In Spain, the Palestine Solidarity Forum organized a protest in Madrid, during which the participants appealed to Israel to immediately stop its aggression against the Gaza Strip. The protesters read out a statement reminding the international community that 9 July marked the tenth anniversary of the International Court of Justice's decision on the Apartheid Wall erected by Israel inside the occupied Palestinian territories, declaring it illegal.
 
The protestors demanded "to freeze the partnership agreement between Israel and the European Union; to abolish all forms of military and security cooperation; and to stop all Spanish companies' activities in Israel to avoid becoming a war criminal".
 
Meanwhile, nearly a hundred people organized a protest in front of the European Parliament's headquarters in Brussels to condemn the continued Israeli attacks.
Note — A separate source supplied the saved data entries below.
use crate::domain::due_date::DueDate;
use crate::error::{Result, TaskifyError};
use crate::notice::Notice;
use chrono::{DateTime, Duration, NaiveDate, Utc};
use serde::{Deserialize, Serialize};
use std::{fmt, str::FromStr};
use uuid::Uuid;

/// Identifier of a task, unique within its board.
///
/// New tasks get a numeric id derived from the creation time in
/// milliseconds; string ids are accepted from older data.
#[derive(Debug, Clone, PartialEq, Eq, Hash, Serialize, Deserialize)]
#[serde(untagged)]
pub enum TaskId {
    Numeric(u64),
    Text(String),
}

impl TaskId {
    /// Generates an id that is greater than every numeric id in `existing`.
    ///
    /// When the numeric space is exhausted the id falls back to a random
    /// text id.
    pub fn next<'a>(existing: impl IntoIterator<Item = &'a TaskId>, now: DateTime<Utc>) -> Self {
        let stamp = u64::try_from(now.timestamp_millis()).unwrap_or(0);
        let highest = existing
            .into_iter()
            .filter_map(|id| match id {
                TaskId::Numeric(n) => Some(*n),
                TaskId::Text(_) => None,
            })
            .max();
        match highest {
            None => TaskId::Numeric(stamp),
            Some(n) => match n.checked_add(1) {
                Some(floor) => TaskId::Numeric(stamp.max(floor)),
                None => TaskId::Text(Uuid::new_v4().to_string()),
            },
        }
    }
}

impl FromStr for TaskId {
    type Err = TaskifyError;

    fn from_str(s: &str) -> std::result::Result<Self, Self::Err> {
        let trimmed = s.trim();
        if trimmed.is_empty() {
            return Err(TaskifyError::InvalidTaskId(s.to_string()));
        }
        match trimmed.parse::<u64>() {
            Ok(n) => Ok(TaskId::Numeric(n)),
            Err(_) => Ok(TaskId::Text(trimmed.to_string())),
        }
    }
}

impl fmt::Display for TaskId {
    fn fmt(&self, f: &mut fmt::Formatter<'_>) -> fmt::Result {
        match self {
            Self::Numeric(n) => write!(f, "{}", n),
            Self::Text(s) => write!(f, "{}", s),
        }
    }
}

/// Status of a task
#[derive(Debug, Clone, Copy, PartialEq, Eq, Hash, Serialize, Deserialize, Default)]
pub enum TaskStatus {
    #[default]
    #[serde(rename = "todo")]
    Todo,
    #[serde(rename = "in-progress", alias = "progress", alias = "in_progress")]
    InProgress,
    #[serde(rename = "done")]
    Done,
}

impl TaskStatus {
    pub const ALL: [TaskStatus; 3] = [Self::Todo, Self::InProgress, Self::Done];

    /// Wire value as stored in the board collection
    pub fn as_str(&self) -> &'static str {
        match self {
            Self::Todo => "todo",
            Self::InProgress => "in-progress",
            Self::Done => "done",
        }
    }
}

impl fmt::Display for TaskStatus {
    fn fmt(&self, f: &mut fmt::Formatter<'_>) -> fmt::Result {
        match self {
            Self::Todo => write!(f, "To Do"),
            Self::InProgress => write!(f, "In Progress"),
            Self::Done => write!(f, "Done"),
        }
    }
}

impl FromStr for TaskStatus {
    type Err = TaskifyError;

    fn from_str(s: &str) -> std::result::Result<Self, Self::Err> {
        match s.trim().to_lowercase().as_str() {
            "todo" | "to-do" | "to do" => Ok(Self::Todo),
            "in-progress" | "in_progress" | "in progress" | "inprogress" | "progress" => {
                Ok(Self::InProgress)
            }
            "done" => Ok(Self::Done),
            _ => Err(TaskifyError::InvalidStatus(s.to_string())),
        }
    }
}

/// Priority of a task, ordered low < medium < high
#[derive(
    Debug, Clone, Copy, PartialEq, Eq, PartialOrd, Ord, Hash, Serialize, Deserialize, Default,
)]
#[serde(rename_all = "lowercase")]
pub enum Priority {
    #[serde(alias = "Low", alias = "LOW")]
    Low,
    #[default]
    #[serde(alias = "Medium", alias = "MEDIUM")]
    Medium,
    #[serde(alias = "High", alias = "HIGH")]
    High,
}

impl Priority {
    pub const ALL: [Priority; 3] = [Self::Low, Self::Medium, Self::High];

    pub fn as_str(&self) -> &'static str {
        match self {
            Self::Low => "low",
            Self::Medium => "medium",
            Self::High => "high",
        }
    }
}

impl fmt::Display for Priority {
    fn fmt(&self, f: &mut fmt::Formatter<'_>) -> fmt::Result {
        match self {
            Self::Low => write!(f, "Low"),
            Self::Medium => write!(f, "Medium"),
            Self::High => write!(f, "High"),
        }
    }
}

impl FromStr for Priority {
    type Err = TaskifyError;

    fn from_str(s: &str) -> std::result::Result<Self, Self::Err> {
        match s.trim().to_lowercase().as_str() {
            "low" => Ok(Self::Low),
            "medium" => Ok(Self::Medium),
            "high" => Ok(Self::High),
            _ => Err(TaskifyError::InvalidPriority(s.to_string())),
        }
    }
}

/// Trims task text, rejecting blank input
pub(crate) fn validated_text(text: &str) -> Result<String> {
    let trimmed = text.trim();
    if trimmed.is_empty() {
        return Err(TaskifyError::Validation(Notice::EMPTY_TASK_TEXT.to_string()));
    }
    Ok(trimmed.to_string())
}

/// A task on a board
#[derive(Debug, Clone, PartialEq, Serialize, Deserialize)]
#[serde(rename_all = "camelCase")]
pub struct Task {
    pub id: TaskId,
    pub text: String,
    pub status: TaskStatus,
    pub priority: Priority,
    #[serde(default, skip_serializing_if = "Option::is_none")]
    pub due_date: Option<DueDate>,
    pub starred: bool,
    pub created_at: DateTime<Utc>,
}

impl Task {
    /// Creates a todo task with medium priority and no due date
    pub fn new(id: TaskId, text: String) -> Self {
        Self {
            id,
            text,
            status: TaskStatus::Todo,
            priority: Priority::Medium,
            due_date: None,
            starred: false,
            created_at: Utc::now(),
        }
    }

    /// Builds a task from a draft, validating its text
    pub fn from_draft(id: TaskId, draft: TaskDraft) -> Result<Self> {
        let text = validated_text(&draft.text)?;
        Ok(Self {
            status: draft.status,
            priority: draft.priority,
            due_date: draft.due_date.map(DueDate::Date),
            ..Self::new(id, text)
        })
    }

    /// Applies an edit. Nothing changes if the edit is rejected.
    pub fn apply(&mut self, patch: TaskPatch) -> Result<()> {
        let text = match patch.text {
            Some(text) => Some(validated_text(&text)?),
            None => None,
        };

        if let Some(text) = text {
            self.text = text;
        }
        if let Some(status) = patch.status {
            self.status = status;
        }
        if let Some(priority) = patch.priority {
            self.priority = priority;
        }
        if let Some(due_date) = patch.due_date {
            self.due_date = due_date.map(DueDate::Date);
        }
        Ok(())
    }

    pub fn toggle_star(&mut self) {
        self.starred = !self.starred;
    }

    /// Calendar due date; `None` when absent or stored as unparseable text
    pub fn due_on(&self) -> Option<NaiveDate> {
        self.due_date.as_ref().and_then(DueDate::date)
    }

    /// Case-insensitive substring match on the task text
    pub fn matches_text(&self, needle: &str) -> bool {
        self.text.to_lowercase().contains(&needle.to_lowercase())
    }
}

/// Input for creating a task
#[derive(Debug, Clone, Default, PartialEq)]
pub struct TaskDraft {
    pub text: String,
    pub status: TaskStatus,
    pub priority: Priority,
    pub due_date: Option<NaiveDate>,
}

impl TaskDraft {
    /// Days between today and the due date of a quick-added task
    pub const QUICK_DUE_IN_DAYS: i64 = 3;

    pub fn new(text: impl Into<String>) -> Self {
        Self {
            text: text.into(),
            ..Self::default()
        }
    }

    /// A draft due a few days from `today`
    pub fn quick(text: impl Into<String>, today: NaiveDate) -> Self {
        Self::new(text).with_due_date(today + Duration::days(Self::QUICK_DUE_IN_DAYS))
    }

    pub fn with_status(mut self, status: TaskStatus) -> Self {
        self.status = status;
        self
    }

    pub fn with_priority(mut self, priority: Priority) -> Self {
        self.priority = priority;
        self
    }

    pub fn with_due_date(mut self, due_date: NaiveDate) -> Self {
        self.due_date = Some(due_date);
        self
    }
}

/// Edit applied to an existing task; `None` leaves a field unchanged
#[derive(Debug, Clone, Default, PartialEq)]
pub struct TaskPatch {
    pub text: Option<String>,
    pub status: Option<TaskStatus>,
    pub priority: Option<Priority>,
    /// `Some(None)` clears the due date
    pub due_date: Option<Option<NaiveDate>>,
}

impl TaskPatch {
    pub fn is_empty(&self) -> bool {
        self.text.is_none()
            && self.status.is_none()
            && self.priority.is_none()
            && self.due_date.is_none()
    }
}
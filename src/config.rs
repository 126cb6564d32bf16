use crate::domain::TaskSortField;
use crate::error::{Result, TaskifyError};
use crate::notice::Notices;
use crate::storage::{is_valid_key, DEFAULT_BOARDS_KEY};
use chrono::Duration;
use serde::{Deserialize, Serialize};
use std::path::Path;

/// Project configuration, read from `.taskify/config.toml`
#[derive(Debug, Clone, PartialEq, Serialize, Deserialize)]
#[serde(default)]
pub struct TaskifyConfig {
    /// Storage key holding the board collection
    pub storage_key: String,
    /// Rows per page in the board detail view
    pub page_size: usize,
    /// Seconds before a notice is dismissed
    pub notice_ttl_secs: i64,
    /// Sort field used when none is requested
    pub default_sort: TaskSortField,
}

impl Default for TaskifyConfig {
    fn default() -> Self {
        Self {
            storage_key: DEFAULT_BOARDS_KEY.to_string(),
            page_size: crate::domain::PageRequest::DEFAULT_PAGE_SIZE,
            notice_ttl_secs: Notices::DEFAULT_TTL_SECS,
            default_sort: TaskSortField::DueDate,
        }
    }
}

impl TaskifyConfig {
    pub const FILE_NAME: &'static str = "config.toml";

    /// Loads `config.toml` from a data directory, falling back to defaults
    /// when the file does not exist
    pub fn load_from_dir(data_dir: &Path) -> Result<Self> {
        let path = data_dir.join(Self::FILE_NAME);
        if !path.exists() {
            return Ok(Self::default());
        }

        let content = std::fs::read_to_string(&path)?;
        let config: TaskifyConfig = toml::from_str(&content)
            .map_err(|e| TaskifyError::ConfigError(format!("{}: {}", path.display(), e)))?;
        config.validate()?;
        Ok(config)
    }

    pub fn validate(&self) -> Result<()> {
        if !is_valid_key(&self.storage_key) {
            return Err(TaskifyError::ConfigError(format!(
                "storage_key '{}' must be non-empty and use only letters, digits, '-' and '_'",
                self.storage_key
            )));
        }
        if self.page_size == 0 {
            return Err(TaskifyError::ConfigError(
                "page_size must be at least 1".to_string(),
            ));
        }
        if self.notice_ttl_secs < 0 {
            return Err(TaskifyError::ConfigError(
                "notice_ttl_secs must not be negative".to_string(),
            ));
        }
        Ok(())
    }

    pub fn notice_ttl(&self) -> Duration {
        Duration::seconds(self.notice_ttl_secs)
    }
}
The protesters declared that, "the Israeli actions, including random shelling without any distinction between civilians or military personnel and the killing of children and women, are war crimes which Israeli officials should be tried for."
 
In Istanbul, the Palestine Solidarity Association organized a similar protest in Oglu Beck Street, waving Turkish and Palestinian flags. The organizers said that the Palestinians in Jerusalem, the West Bank and the Gaza Strip are being killed in cold blood.
 
Similar protests have also been held in London, Portsmouth, Sheffield, Glasgow, Derry, Galway, Paris, Strasbourg, Berlin, The Hague, Athens, Valencia, Rome, Turin, Florence and Geneva, with many more protests planned in the coming days. A selection of photographs of the protests across both Europe and North America were published on the website of Samidoun, the Palestinian Prisoner Solidarity Network.
 

Rally held in U.S. against Israel
 
 Thousands of people gathered outside the Israeli mission to the United Nations in New York City on Wednesday to protest Israel’s crimes against Palestinians, Press TV reported.
 
People from many different communities including a group of anti-Israeli Jews participated in the rally.
 
A large number of NYPD officers were present to disperse the crowd. At one point, officers blocked a man passing the rally on motorcycle, knocking him to the ground and arresting him.
 
The protesters also slammed major media organizations in the U.S. for siding with Israel in their coverage of the Israeli-Palestinian conflict.
 
They marched from the Israeli mission to the headquarters of News Corporation, the owner of FOX News in the U.S. and Sky News in Britain.